For a workflow that pulls all four signals together during a live incident, see Debugging Production Systems.

Common beginner mistakes

  1. Not propagating trace context between services. If Service A creates a trace but does not include traceparent when calling Service B, Service B starts a new unrelated trace. You end up with disconnected fragments. Use an OpenTelemetry-instrumented HTTP client and propagation happens automatically.
  2. Setting sampling to 100% in production without considering cost. Cloud Trace charges per span ingested. At high request volume, sampling everything can generate significant cost quickly. Start with a low head-based rate and move to tail-based sampling when you need full coverage of errors and slow requests.
  3. Not adding span attributes. A span with no attributes tells you something happened and how long it took.
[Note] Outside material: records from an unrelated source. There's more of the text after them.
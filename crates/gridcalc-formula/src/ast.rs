//! Arithmetic expression tree

use gridcalc_core::CellReference;

/// Arithmetic expression over numeric literals and cell references
///
/// There are no names, function calls or ranges in this tree. A parsed
/// expression can only ever read the cells it names.
#[derive(Debug, Clone, PartialEq)]
pub enum Expr {
    /// Numeric literal
    Number(f64),
    /// Single cell reference
    CellRef(CellReference),
    /// Binary operation
    Binary {
        op: BinaryOperator,
        left: Box<Expr>,
        right: Box<Expr>,
    },
    /// Unary operation
    Unary {
        op: UnaryOperator,
        operand: Box<Expr>,
    },
}

/// Binary operators
#[derive(Debug, Clone, Copy, PartialEq, Eq)]
pub enum BinaryOperator {
    Add,
    Subtract,
    Multiply,
    Divide,
}

impl BinaryOperator {
    /// Apply the operator with IEEE 754 semantics
    pub fn apply(self, left: f64, right: f64) -> f64 {
        match self {
            BinaryOperator::Add => left + right,
            BinaryOperator::Subtract => left - right,
            BinaryOperator::Multiply => left * right,
            BinaryOperator::Divide => left / right,
        }
    }
}

/// Unary operators
#[derive(Debug, Clone, Copy, PartialEq, Eq)]
pub enum UnaryOperator {
    Negate,
    Plus,
}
Nothing more. Add http.method, http.status_code, db.statement, and business context like order.id or user.id. That is where the diagnostic value comes from.
  4. Confusing tracing with logging. Traces show structure and timing across services. Logs show events within a service. Link them by including the trace ID in your structured logs using the logging.googleapis.com/trace field and you can jump from a slow span straight to the log entries it generated.
  5. Expecting traces to replace metrics or logs. Each signal answers a different question. Log-based metrics and Cloud Monitoring cover the aggregate view. Logs Explorer covers per-event detail. Tracing covers cross-service request flow. You need all three.
  6. Instrumenting every internal operation in a high-throughput service. Span volume grows with request volume. Be selective, especially for operations that run thousands of times per second. Focus on operations where latency matters and where attributes will be useful when debugging.
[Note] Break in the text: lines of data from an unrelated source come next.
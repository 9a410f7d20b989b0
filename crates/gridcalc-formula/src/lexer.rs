//! Formula tokenizer
//!
//! A single left-to-right pass that classifies the text of a formula body
//! into numbers, cell references, ranges, names and operators. References
//! are recognised as whole words, so `AA1` is never mistaken for `A1`.

use crate::error::{FormulaError, FormulaResult};
use gridcalc_core::{CellRange, CellReference};

/// Token types
#[derive(Debug, Clone, PartialEq)]
pub enum Token {
    /// Numeric literal
    Number(f64),
    /// Cell reference like A1
    CellRef(CellReference),
    /// Range like A1:B5 (no whitespace around the colon)
    Range(CellRange),
    /// Any other word, e.g. a function name
    Identifier(String),

    Plus,
    Minus,
    Star,
    Slash,
    LeftParen,
    RightParen,
    Comma,
    Colon,
}

impl Token {
    /// Whether this token addresses one or more cells
    pub fn is_reference(&self) -> bool {
        matches!(self, Token::CellRef(_) | Token::Range(_))
    }
}

/// Tokenize a whole formula body
pub fn tokenize(input: &str) -> FormulaResult<Vec<Token>> {
    Lexer::new(input).collect()
}

/// Streaming tokenizer; yields an error once and then stops
pub struct Lexer<'a> {
    input: &'a str,
    pos: usize,
    failed: bool,
}

impl<'a> Lexer<'a> {
    /// Create a lexer over a formula body (without the leading `=`)
    pub fn new(input: &'a str) -> Self {
        Self {
            input,
            pos: 0,
            failed: false,
        }
    }

    fn scan_token(&mut self) -> Option<FormulaResult<Token>> {
        self.skip_whitespace();

        let c = self.peek_char()?;

        let single = match c {
            '+' => Some(Token::Plus),
            '-' => Some(Token::Minus),
            '*' => Some(Token::Star),
            '/' => Some(Token::Slash),
            '(' => Some(Token::LeftParen),
            ')' => Some(Token::RightParen),
            ',' => Some(Token::Comma),
            ':' => Some(Token::Colon),
            _ => None,
        };
        if let Some(token) = single {
            self.advance();
            return Some(Ok(token));
        }

        if c.is_ascii_digit()
            || (c == '.' && self.peek_char_at(1).is_some_and(|c| c.is_ascii_digit()))
        {
            return Some(self.scan_number());
        }

        if c.is_ascii_alphabetic() || c == '_' {
            return Some(Ok(self.scan_word_or_ref()));
        }

        Some(Err(FormulaError::Tokenize(format!(
            "unexpected character '{}' at offset {}",
            c, self.pos
        ))))
    }

    fn scan_number(&mut self) -> FormulaResult<Token> {
        let start = self.pos;

        self.skip_digits();

        if self.peek_char() == Some('.') {
            self.advance();
            self.skip_digits();
        }

        // Exponent only counts when digits follow it
        if matches!(self.peek_char(), Some('e' | 'E')) {
            let sign = usize::from(matches!(self.peek_char_at(1), Some('+' | '-')));
            if self
                .peek_char_at(1 + sign)
                .is_some_and(|c| c.is_ascii_digit())
            {
                for _ in 0..=sign {
                    self.advance();
                }
                self.skip_digits();
            }
        }

        if self
            .peek_char()
            .is_some_and(|c| c.is_ascii_alphanumeric() || c == '_' || c == '.')
        {
            return Err(FormulaError::Tokenize(format!(
                "malformed number at offset {}",
                start
            )));
        }

        let text = &self.input[start..self.pos];
        text.parse()
            .map(Token::Number)
            .map_err(|_| FormulaError::Tokenize(format!("invalid number '{}'", text)))
    }

    fn scan_word_or_ref(&mut self) -> Token {
        let word = self.scan_word();

        let Some(start) = CellReference::parse(word) else {
            return Token::Identifier(word.to_string());
        };

        // A1:B5 forms a range only when both sides are references
        if self.peek_char() == Some(':') {
            let checkpoint = self.pos;
            self.advance();
            let next_is_word = self
                .peek_char()
                .is_some_and(|c| c.is_ascii_alphabetic() || c == '_');
            if next_is_word {
                if let Some(end) = CellReference::parse(self.scan_word()) {
                    return Token::Range(CellRange::new(start, end));
                }
            }
            self.pos = checkpoint;
        }

        Token::CellRef(start)
    }

    fn scan_word(&mut self) -> &'a str {
        let start = self.pos;
        while self
            .peek_char()
            .is_some_and(|c| c.is_ascii_alphanumeric() || c == '_')
        {
            self.advance();
        }
        &self.input[start..self.pos]
    }

    // === Helper methods ===

    fn peek_char(&self) -> Option<char> {
        self.input[self.pos..].chars().next()
    }

    fn peek_char_at(&self, offset: usize) -> Option<char> {
        self.input[self.pos..].chars().nth(offset)
    }

    fn advance(&mut self) {
        if let Some(c) = self.peek_char() {
            self.pos += c.len_utf8();
        }
    }

    fn skip_digits(&mut self) {
        while self.peek_char().is_some_and(|c| c.is_ascii_digit()) {
            self.advance();
        }
    }

    fn skip_whitespace(&mut self) {
        while self.peek_char().is_some_and(char::is_whitespace) {
            self.advance();
        }
    }
}

impl Iterator for Lexer<'_> {
    type Item = FormulaResult<Token>;

    fn next(&mut self) -> Option<Self::Item> {
        if self.failed {
            return None;
        }
        let token = self.scan_token();
        if matches!(token, Some(Err(_))) {
            self.failed = true;
        }
        token
    }
}

#[cfg(test)]
mod tests {
    use super::*;
    use pretty_assertions::assert_eq;

    fn cell(row: u32, col: u32) -> CellReference {
        CellReference::new(row, col)
    }

    #[test]
    fn test_tokenize_arithmetic() {
        let tokens = tokenize("A1 + b2*2.5").unwrap();
        assert_eq!(
            tokens,
            vec![
                Token::CellRef(cell(0, 0)),
                Token::Plus,
                Token::CellRef(cell(1, 1)),
                Token::Star,
                Token::Number(2.5),
            ]
        );
    }

    #[test]
    fn test_tokenize_range() {
        let tokens = tokenize("SUM(A1:B5)").unwrap();
        assert_eq!(
            tokens,
            vec![
                Token::Identifier("SUM".into()),
                Token::LeftParen,
                Token::Range(CellRange::new(cell(0, 0), cell(4, 1))),
                Token::RightParen,
            ]
        );
    }

    #[test]
    fn test_colon_without_reference_stays_a_colon() {
        let tokens = tokenize("A1:foo").unwrap();
        assert_eq!(
            tokens,
            vec![
                Token::CellRef(cell(0, 0)),
                Token::Colon,
                Token::Identifier("foo".into()),
            ]
        );

        let tokens = tokenize("A1 : B2").unwrap();
        assert_eq!(tokens.len(), 3);
        assert_eq!(tokens[1], Token::Colon);
    }

    #[test]
    fn test_longer_reference_is_one_token() {
        let tokens = tokenize("AA1+A1").unwrap();
        assert_eq!(
            tokens,
            vec![
                Token::CellRef(cell(0, 26)),
                Token::Plus,
                Token::CellRef(cell(0, 0)),
            ]
        );
    }

    #[test]
    fn test_words_that_are_not_references() {
        assert_eq!(
            tokenize("A0").unwrap(),
            vec![Token::Identifier("A0".into())]
        );
        assert_eq!(
            tokenize("A1B").unwrap(),
            vec![Token::Identifier("A1B".into())]
        );
        assert_eq!(
            tokenize("_x1").unwrap(),
            vec![Token::Identifier("_x1".into())]
        );
    }

    #[test]
    fn test_numbers() {
        assert_eq!(tokenize("1e3").unwrap(), vec![Token::Number(1000.0)]);
        assert_eq!(tokenize("2E-1").unwrap(), vec![Token::Number(0.2)]);
        assert_eq!(tokenize(".5").unwrap(), vec![Token::Number(0.5)]);
        assert_eq!(tokenize("7.").unwrap(), vec![Token::Number(7.0)]);

        assert!(tokenize("1A1").is_err());
        assert!(tokenize("1e").is_err());
        assert!(tokenize("1.2.3").is_err());
    }

    #[test]
    fn test_unexpected_character() {
        let err = tokenize("A1 & B1").unwrap_err();
        assert!(matches!(err, FormulaError::Tokenize(_)));
        assert!(tokenize("$A$1").is_err());
    }

    #[test]
    fn test_lexer_stops_after_error() {
        let tokens: Vec<_> = Lexer::new("A1 # B1").collect();
        assert_eq!(tokens.len(), 2);
        assert!(tokens[0].is_ok());
        assert!(tokens[1].is_err());
    }
}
Frequently asked questions

What is the difference between a trace and a span?

A trace represents the complete end-to-end journey of one request through your system, identified by a globally unique trace ID. A span represents one unit of work within that journey: one service handling part of the request, one database query, one cache lookup. Every span in a trace shares the same trace ID, but each span has its own span ID and a parent span ID linking it back to the span that triggered it.
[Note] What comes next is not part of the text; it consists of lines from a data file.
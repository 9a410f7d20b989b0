//! Reference extraction
//!
//! Lists the cells and ranges a formula reads, for dependency tracking and
//! for display.

use crate::evaluator::formula_body;
use crate::functions::{match_function_call, resolve_argument};
use crate::lexer::{Lexer, Token};
use gridcalc_core::{CellRange, CellRangeIterator, CellReference};
use std::fmt;

/// A cell or range mentioned in a formula
#[derive(Debug, Clone, Copy, PartialEq, Eq)]
pub enum FormulaReference {
    Cell(CellReference),
    Range(CellRange),
}

impl FormulaReference {
    /// Every cell this reference covers, row-major
    ///
    /// An inverted range covers nothing.
    pub fn cells(&self) -> CellRangeIterator {
        match self {
            FormulaReference::Cell(cell) => CellRange::single(*cell).cells(),
            FormulaReference::Range(range) => range.cells(),
        }
    }

    /// Number of cells covered
    pub fn cell_count(&self) -> u64 {
        match self {
            FormulaReference::Cell(_) => 1,
            FormulaReference::Range(range) => range.cell_count(),
        }
    }
}

impl fmt::Display for FormulaReference {
    fn fmt(&self, f: &mut fmt::Formatter<'_>) -> fmt::Result {
        match self {
            FormulaReference::Cell(cell) => write!(f, "{}", cell),
            FormulaReference::Range(range) => write!(f, "{}", range),
        }
    }
}

/// Extract references from formula text, in textual order
///
/// A leading `=` is ignored and duplicates are kept. Extraction stops at the
/// first character the tokenizer rejects, so a malformed tail contributes
/// nothing.
///
/// ```
/// use gridcalc_formula::formula_references;
///
/// let refs: Vec<String> = formula_references("=SUM(A1:B2)+C3")
///     .iter()
///     .map(ToString::to_string)
///     .collect();
/// assert_eq!(refs, ["A1:B2", "C3"]);
/// ```
pub fn formula_references(formula: &str) -> Vec<FormulaReference> {
    Lexer::new(formula_body(formula))
        .map_while(Result::ok)
        .filter_map(|token| match token {
            Token::CellRef(cell) => Some(FormulaReference::Cell(cell)),
            Token::Range(range) => Some(FormulaReference::Range(range)),
            _ => None,
        })
        .collect()
}

/// The blocks of cells that evaluating a formula reads
///
/// Unlike [`formula_references`], a function call contributes only its
/// resolved argument, including the `A1` fallback, and ignores any text
/// after the closing parenthesis.
pub fn read_ranges(formula: &str) -> Vec<CellRange> {
    let body = formula_body(formula);
    if let Some(call) = match_function_call(body) {
        return vec![resolve_argument(call.argument)];
    }

    formula_references(body)
        .into_iter()
        .map(|reference| match reference {
            FormulaReference::Cell(cell) => CellRange::single(cell),
            FormulaReference::Range(range) => range,
        })
        .collect()
}

#[cfg(test)]
mod tests {
    use super::*;
    use pretty_assertions::assert_eq;

    fn cell(a1: &str) -> CellReference {
        CellReference::parse(a1).unwrap()
    }

    #[test]
    fn test_arithmetic_references() {
        assert_eq!(
            formula_references("=AA1+A1*A1"),
            vec![
                FormulaReference::Cell(cell("AA1")),
                FormulaReference::Cell(cell("A1")),
                FormulaReference::Cell(cell("A1")),
            ]
        );
    }

    #[test]
    fn test_range_references() {
        assert_eq!(
            formula_references("average(B2:A1)"),
            vec![FormulaReference::Range(CellRange::new(cell("B2"), cell("A1")))]
        );
        assert_eq!(formula_references("=COUNT(B2:A1)")[0].cell_count(), 0);
    }

    #[test]
    fn test_stops_at_tokenize_error() {
        assert_eq!(
            formula_references("=A1 + B2 & C3"),
            vec![
                FormulaReference::Cell(cell("A1")),
                FormulaReference::Cell(cell("B2")),
            ]
        );
    }

    #[test]
    fn test_no_references() {
        assert!(formula_references("=1+2").is_empty());
        assert!(formula_references("hello world").is_empty());
        assert!(formula_references("").is_empty());
    }

    #[test]
    fn test_cells() {
        let cells: Vec<String> = FormulaReference::Range(CellRange::new(cell("A1"), cell("B2")))
            .cells()
            .map(|c| c.to_string())
            .collect();
        assert_eq!(cells, vec!["A1", "B1", "A2", "B2"]);

        let single: Vec<CellReference> = FormulaReference::Cell(cell("C3")).cells().collect();
        assert_eq!(single, vec![cell("C3")]);
    }

    #[test]
    fn test_read_ranges() {
        let ranges: Vec<String> = read_ranges("=SUM(A1:A3)+B9")
            .iter()
            .map(ToString::to_string)
            .collect();
        assert_eq!(ranges, vec!["A1:A3"]);

        let ranges: Vec<String> = read_ranges("=MAX(junk)")
            .iter()
            .map(ToString::to_string)
            .collect();
        assert_eq!(ranges, vec!["A1:A1"]);

        let ranges: Vec<String> = read_ranges("=SUM()+SUM(B2:B4)")
            .iter()
            .map(ToString::to_string)
            .collect();
        assert_eq!(ranges, vec!["B2:B4"]);

        let ranges: Vec<String> = read_ranges("=B1*C2-B1")
            .iter()
            .map(ToString::to_string)
            .collect();
        assert_eq!(ranges, vec!["B1:B1", "C2:C2", "B1:B1"]);
    }
}
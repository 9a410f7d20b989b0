//! # gridcalc-csv
//!
//! CSV reader and writer for gridcalc grids.
//!
//! Fields that parse as numbers are read as [`CellValue::Number`], empty
//! fields are left empty, and everything else (formula text included) is
//! read as [`CellValue::Text`].
//!
//! [`CellValue::Number`]: gridcalc_core::CellValue::Number
//! [`CellValue::Text`]: gridcalc_core::CellValue::Text

mod error;
mod options;
mod reader;
mod writer;

pub use error::{CsvError, CsvResult};
pub use options::{CsvReadOptions, CsvWriteOptions, LineTerminator};
pub use reader::CsvReader;
pub use writer::CsvWriter;
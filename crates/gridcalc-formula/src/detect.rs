//! Formula detection

use lazy_regex::regex_is_match;

/// Decide whether a cell's text should be evaluated instead of displayed
///
/// True when the trimmed text starts with `=`, starts with a bare aggregate
/// call such as `sum(` (any case), or contains uppercase letters directly
/// followed by digits anywhere. The last rule is deliberately loose: text
/// like `"Q3 budget"` counts as a formula.
///
/// ```
/// use gridcalc_formula::is_formula;
///
/// assert!(is_formula("=1+1"));
/// assert!(is_formula("SUM(A1:A2)"));
/// assert!(is_formula("avg(x)"));
/// assert!(is_formula("see B12"));
/// assert!(!is_formula("hello"));
/// assert!(!is_formula(""));
/// ```
pub fn is_formula(value: &str) -> bool {
    let trimmed = value.trim();
    if trimmed.is_empty() {
        return false;
    }

    trimmed.starts_with('=')
        || regex_is_match!(r"(?i)^(?:SUM|AVG|AVERAGE|COUNT|MIN|MAX)\(", trimmed)
        || regex_is_match!(r"[A-Z]+[0-9]+", trimmed)
}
Is distributed tracing the same as Cloud Trace?

No. Distributed tracing is the practice of tracking requests across services using spans. Cloud Trace is Google Cloud's backend product for storing and visualizing trace data. You can use distributed tracing and export to a different backend entirely. It is the same distinction as structured logging (the practice) versus Cloud Logging (the GCP product).

Do I need OpenTelemetry to use distributed tracing in Google Cloud?

Not strictly, but it is the recommended approach. OpenTelemetry is the vendor-neutral instrumentation toolkit most teams use. It handles span creation, context propagation, and exporting to Cloud Trace. Some GCP services automatically propagate trace context, but custom instrumentation with OpenTelemetry gives you richer spans, business-level attributes, and portability to other backends.

Does distributed tracing record every request?

Usually not. Production systems use sampling, recording only a fraction of requests to limit cost and overhead. A 5% sampling rate means you see roughly 1 in 20 requests. Tail-based sampling is more sophisticated: it records 100% of slow or error traces and only a small fraction of fast, successful ones. For development and staging, 100% sampling is fine.

When should I use tracing instead of logs?

Use logs to understand what happened inside one service. Use tracing to understand how a request moved across multiple services and where it slowed down. They are complementary, not alternatives. For a request that is slow but not generating errors, logs often show you nothing useful because no errors are being thrown. A trace will show you which service call took the time. Linking logs and traces using the trace ID in structured log entries gives you both perspectives at once.

Last verified: 19 March 2026 Cloud services change frequently. Verify details against official documentation before making infrastructure decisions.